WORK REQUEST -> Beginning with the first line of the entries below, quote each line until you reach and include the line with "pub mod loader;".

==== MATERIAL FOR THIS TASK

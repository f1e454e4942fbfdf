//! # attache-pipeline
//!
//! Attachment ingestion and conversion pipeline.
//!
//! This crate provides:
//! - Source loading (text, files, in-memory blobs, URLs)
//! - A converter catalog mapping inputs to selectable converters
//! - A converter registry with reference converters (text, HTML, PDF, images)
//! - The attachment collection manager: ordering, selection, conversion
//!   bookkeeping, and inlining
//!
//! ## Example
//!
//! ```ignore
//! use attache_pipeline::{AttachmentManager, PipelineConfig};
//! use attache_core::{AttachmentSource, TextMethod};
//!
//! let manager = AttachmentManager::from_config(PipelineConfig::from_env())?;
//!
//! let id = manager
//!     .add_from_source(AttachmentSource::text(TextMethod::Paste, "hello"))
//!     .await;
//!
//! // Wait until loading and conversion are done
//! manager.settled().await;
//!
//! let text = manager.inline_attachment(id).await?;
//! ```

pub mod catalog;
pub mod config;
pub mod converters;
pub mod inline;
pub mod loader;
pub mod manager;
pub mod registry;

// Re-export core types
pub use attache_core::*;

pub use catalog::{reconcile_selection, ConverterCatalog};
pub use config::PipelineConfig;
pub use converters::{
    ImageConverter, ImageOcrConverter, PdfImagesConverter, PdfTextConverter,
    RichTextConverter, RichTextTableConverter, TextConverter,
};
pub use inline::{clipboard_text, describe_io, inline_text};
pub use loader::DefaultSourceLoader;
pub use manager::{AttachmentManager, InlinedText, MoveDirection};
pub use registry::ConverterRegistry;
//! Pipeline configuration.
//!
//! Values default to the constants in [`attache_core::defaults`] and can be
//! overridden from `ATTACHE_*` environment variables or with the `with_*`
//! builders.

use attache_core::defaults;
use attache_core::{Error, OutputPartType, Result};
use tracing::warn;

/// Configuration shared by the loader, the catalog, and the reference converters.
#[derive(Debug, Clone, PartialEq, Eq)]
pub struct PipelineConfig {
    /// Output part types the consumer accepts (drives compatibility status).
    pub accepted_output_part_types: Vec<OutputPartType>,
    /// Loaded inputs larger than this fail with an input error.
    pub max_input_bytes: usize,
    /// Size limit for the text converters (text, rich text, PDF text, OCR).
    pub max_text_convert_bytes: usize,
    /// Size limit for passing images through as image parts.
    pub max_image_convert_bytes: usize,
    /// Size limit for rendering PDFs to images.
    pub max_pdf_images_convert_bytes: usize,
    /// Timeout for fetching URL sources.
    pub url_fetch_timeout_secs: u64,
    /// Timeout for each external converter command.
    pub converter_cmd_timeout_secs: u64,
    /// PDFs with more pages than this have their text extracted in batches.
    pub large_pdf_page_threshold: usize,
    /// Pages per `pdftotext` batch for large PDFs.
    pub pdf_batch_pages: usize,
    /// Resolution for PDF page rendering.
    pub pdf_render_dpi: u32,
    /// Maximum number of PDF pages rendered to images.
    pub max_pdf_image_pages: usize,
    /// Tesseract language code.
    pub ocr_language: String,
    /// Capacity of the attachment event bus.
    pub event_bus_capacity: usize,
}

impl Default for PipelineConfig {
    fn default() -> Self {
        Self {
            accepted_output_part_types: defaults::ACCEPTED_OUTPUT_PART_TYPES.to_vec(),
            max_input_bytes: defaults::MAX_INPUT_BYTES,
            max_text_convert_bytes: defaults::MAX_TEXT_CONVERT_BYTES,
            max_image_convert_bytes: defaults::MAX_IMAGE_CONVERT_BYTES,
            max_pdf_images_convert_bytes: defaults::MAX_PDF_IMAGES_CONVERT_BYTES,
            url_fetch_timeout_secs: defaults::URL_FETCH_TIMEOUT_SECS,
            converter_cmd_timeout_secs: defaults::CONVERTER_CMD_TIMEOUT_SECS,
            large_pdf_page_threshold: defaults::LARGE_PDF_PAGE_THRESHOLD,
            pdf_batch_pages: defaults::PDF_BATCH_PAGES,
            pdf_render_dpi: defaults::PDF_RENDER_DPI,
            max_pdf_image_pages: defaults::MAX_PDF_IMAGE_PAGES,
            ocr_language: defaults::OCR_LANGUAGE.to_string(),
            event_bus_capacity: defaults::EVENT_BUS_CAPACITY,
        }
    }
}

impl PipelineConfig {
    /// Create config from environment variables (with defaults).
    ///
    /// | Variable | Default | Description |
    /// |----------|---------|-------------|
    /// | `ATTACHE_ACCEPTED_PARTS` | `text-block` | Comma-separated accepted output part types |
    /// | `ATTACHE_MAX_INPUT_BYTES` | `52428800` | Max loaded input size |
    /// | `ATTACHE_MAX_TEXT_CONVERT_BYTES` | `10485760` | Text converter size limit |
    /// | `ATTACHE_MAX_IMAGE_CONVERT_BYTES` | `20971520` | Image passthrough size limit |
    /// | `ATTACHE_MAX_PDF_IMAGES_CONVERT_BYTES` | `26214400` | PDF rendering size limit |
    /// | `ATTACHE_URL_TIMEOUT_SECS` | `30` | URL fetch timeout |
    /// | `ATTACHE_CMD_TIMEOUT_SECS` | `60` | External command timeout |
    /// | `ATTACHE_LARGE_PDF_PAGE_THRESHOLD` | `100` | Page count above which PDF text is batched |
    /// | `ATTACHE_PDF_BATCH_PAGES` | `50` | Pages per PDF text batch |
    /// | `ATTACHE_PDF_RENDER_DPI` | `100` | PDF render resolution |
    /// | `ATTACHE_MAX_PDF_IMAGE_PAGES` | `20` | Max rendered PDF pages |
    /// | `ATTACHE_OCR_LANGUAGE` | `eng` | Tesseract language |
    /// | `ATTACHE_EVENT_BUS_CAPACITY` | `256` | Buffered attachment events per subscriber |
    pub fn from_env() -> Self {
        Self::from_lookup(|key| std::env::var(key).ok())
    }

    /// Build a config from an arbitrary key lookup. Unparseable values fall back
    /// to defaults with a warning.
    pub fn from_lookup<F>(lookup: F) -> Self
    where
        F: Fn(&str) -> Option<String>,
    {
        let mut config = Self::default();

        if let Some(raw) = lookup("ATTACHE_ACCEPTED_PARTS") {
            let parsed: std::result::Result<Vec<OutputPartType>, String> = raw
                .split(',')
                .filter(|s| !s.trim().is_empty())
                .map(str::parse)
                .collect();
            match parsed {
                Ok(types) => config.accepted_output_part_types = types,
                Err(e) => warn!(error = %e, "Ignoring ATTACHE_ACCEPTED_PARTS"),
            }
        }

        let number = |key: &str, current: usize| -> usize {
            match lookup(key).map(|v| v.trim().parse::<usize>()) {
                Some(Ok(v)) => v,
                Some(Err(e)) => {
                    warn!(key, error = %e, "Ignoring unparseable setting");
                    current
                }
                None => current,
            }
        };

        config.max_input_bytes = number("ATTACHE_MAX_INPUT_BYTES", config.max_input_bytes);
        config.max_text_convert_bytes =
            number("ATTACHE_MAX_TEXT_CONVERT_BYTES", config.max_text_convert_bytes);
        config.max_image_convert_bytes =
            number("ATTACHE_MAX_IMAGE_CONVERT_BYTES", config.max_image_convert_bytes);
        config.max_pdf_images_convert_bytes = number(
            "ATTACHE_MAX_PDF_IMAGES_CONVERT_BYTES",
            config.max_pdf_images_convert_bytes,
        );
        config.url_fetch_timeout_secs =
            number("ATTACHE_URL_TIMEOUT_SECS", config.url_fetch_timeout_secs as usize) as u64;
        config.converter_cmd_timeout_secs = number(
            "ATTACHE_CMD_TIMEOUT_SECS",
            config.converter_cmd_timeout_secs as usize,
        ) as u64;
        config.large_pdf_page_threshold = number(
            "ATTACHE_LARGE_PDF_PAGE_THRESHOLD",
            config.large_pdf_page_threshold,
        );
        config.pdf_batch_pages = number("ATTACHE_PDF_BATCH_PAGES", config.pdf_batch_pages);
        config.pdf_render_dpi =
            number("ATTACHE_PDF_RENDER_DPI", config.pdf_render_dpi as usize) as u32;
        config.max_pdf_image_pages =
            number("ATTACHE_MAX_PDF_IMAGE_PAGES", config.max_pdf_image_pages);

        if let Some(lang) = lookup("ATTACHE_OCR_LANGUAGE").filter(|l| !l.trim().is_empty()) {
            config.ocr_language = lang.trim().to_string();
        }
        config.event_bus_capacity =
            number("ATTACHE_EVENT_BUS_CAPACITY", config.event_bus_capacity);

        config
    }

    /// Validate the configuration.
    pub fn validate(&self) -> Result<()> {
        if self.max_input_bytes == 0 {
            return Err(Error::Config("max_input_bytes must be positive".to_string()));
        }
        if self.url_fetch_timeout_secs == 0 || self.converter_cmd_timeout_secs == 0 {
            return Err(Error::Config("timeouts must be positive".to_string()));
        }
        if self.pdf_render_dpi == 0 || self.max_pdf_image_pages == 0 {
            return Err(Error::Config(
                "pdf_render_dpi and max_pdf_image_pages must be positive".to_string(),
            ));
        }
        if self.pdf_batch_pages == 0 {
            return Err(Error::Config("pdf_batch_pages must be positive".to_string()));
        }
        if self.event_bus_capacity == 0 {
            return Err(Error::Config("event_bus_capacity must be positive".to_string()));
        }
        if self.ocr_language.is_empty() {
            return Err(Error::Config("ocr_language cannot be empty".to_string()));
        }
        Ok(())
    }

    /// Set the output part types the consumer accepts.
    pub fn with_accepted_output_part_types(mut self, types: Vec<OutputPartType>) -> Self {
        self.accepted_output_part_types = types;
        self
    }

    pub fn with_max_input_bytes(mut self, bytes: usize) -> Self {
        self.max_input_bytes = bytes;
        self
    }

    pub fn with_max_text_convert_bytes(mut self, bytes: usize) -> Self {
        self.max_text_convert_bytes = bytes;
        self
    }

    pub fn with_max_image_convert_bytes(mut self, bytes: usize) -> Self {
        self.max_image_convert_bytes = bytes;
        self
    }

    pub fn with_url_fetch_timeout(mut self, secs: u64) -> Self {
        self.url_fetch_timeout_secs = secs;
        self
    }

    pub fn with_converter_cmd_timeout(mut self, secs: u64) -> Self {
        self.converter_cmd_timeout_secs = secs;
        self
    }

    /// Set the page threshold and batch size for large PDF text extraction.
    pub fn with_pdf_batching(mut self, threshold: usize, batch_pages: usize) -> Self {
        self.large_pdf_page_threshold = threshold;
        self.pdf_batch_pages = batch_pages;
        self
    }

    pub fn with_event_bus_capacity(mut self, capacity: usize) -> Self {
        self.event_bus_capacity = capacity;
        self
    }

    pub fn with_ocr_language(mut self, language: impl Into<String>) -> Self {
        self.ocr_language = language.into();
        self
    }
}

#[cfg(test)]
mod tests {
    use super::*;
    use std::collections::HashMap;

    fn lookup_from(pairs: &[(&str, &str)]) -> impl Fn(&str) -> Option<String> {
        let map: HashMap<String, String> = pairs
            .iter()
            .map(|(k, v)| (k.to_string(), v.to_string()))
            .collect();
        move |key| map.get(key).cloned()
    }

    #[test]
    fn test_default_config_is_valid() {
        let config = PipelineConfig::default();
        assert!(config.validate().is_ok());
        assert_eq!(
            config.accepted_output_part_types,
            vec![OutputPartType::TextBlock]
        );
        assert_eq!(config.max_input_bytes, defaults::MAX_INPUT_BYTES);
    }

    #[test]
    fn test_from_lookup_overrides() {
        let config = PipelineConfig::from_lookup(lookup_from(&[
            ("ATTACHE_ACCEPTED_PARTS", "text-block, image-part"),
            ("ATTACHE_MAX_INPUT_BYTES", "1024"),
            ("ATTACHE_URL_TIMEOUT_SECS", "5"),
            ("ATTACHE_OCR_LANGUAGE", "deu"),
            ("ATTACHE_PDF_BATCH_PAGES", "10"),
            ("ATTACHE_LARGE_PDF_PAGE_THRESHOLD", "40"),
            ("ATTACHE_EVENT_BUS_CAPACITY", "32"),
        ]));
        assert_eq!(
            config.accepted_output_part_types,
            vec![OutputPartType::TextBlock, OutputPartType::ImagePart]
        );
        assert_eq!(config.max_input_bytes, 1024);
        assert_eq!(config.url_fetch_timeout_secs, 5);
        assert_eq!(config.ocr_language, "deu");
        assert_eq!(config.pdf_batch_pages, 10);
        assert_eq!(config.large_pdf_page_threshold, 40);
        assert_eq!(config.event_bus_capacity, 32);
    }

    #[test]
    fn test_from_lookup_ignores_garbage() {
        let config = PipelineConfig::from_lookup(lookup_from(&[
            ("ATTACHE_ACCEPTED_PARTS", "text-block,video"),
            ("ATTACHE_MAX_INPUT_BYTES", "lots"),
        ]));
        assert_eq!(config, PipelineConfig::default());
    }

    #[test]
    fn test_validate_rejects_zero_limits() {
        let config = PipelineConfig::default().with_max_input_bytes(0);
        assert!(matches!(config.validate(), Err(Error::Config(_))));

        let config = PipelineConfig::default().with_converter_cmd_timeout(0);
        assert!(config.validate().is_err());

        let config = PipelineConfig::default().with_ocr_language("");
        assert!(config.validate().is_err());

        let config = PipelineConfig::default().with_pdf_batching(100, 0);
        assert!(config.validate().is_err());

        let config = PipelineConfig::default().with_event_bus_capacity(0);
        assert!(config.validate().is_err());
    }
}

========

SOLUTION TO THE PROBLEM ->
repository f1e454e4942fbfdf
//! # attache-pipeline
//!
//! Attachment ingestion and conversion pipeline.
//!
//! This crate provides:
//! - Source loading (text, files, in-memory blobs, URLs)
//! - A converter catalog mapping inputs to selectable converters
//! - A converter registry with reference converters (text, HTML, PDF, images)
//! - The attachment collection manager: ordering, selection, conversion
//!   bookkeeping, and inlining
//!
//! ## Example
//!
//! ```ignore
//! use attache_pipeline::{AttachmentManager, PipelineConfig};
//! use attache_core::{AttachmentSource, TextMethod};
//!
//! let manager = AttachmentManager::from_config(PipelineConfig::from_env())?;
//!
//! let id = manager
//!     .add_from_source(AttachmentSource::text(TextMethod::Paste, "hello"))
//!     .await;
//!
//! // Wait until loading and conversion are done
//! manager.settled().await;
//!
//! let text = manager.inline_attachment(id).await?;
//! ```

pub mod catalog;
pub mod config;
pub mod converters;
pub mod inline;
pub mod loader;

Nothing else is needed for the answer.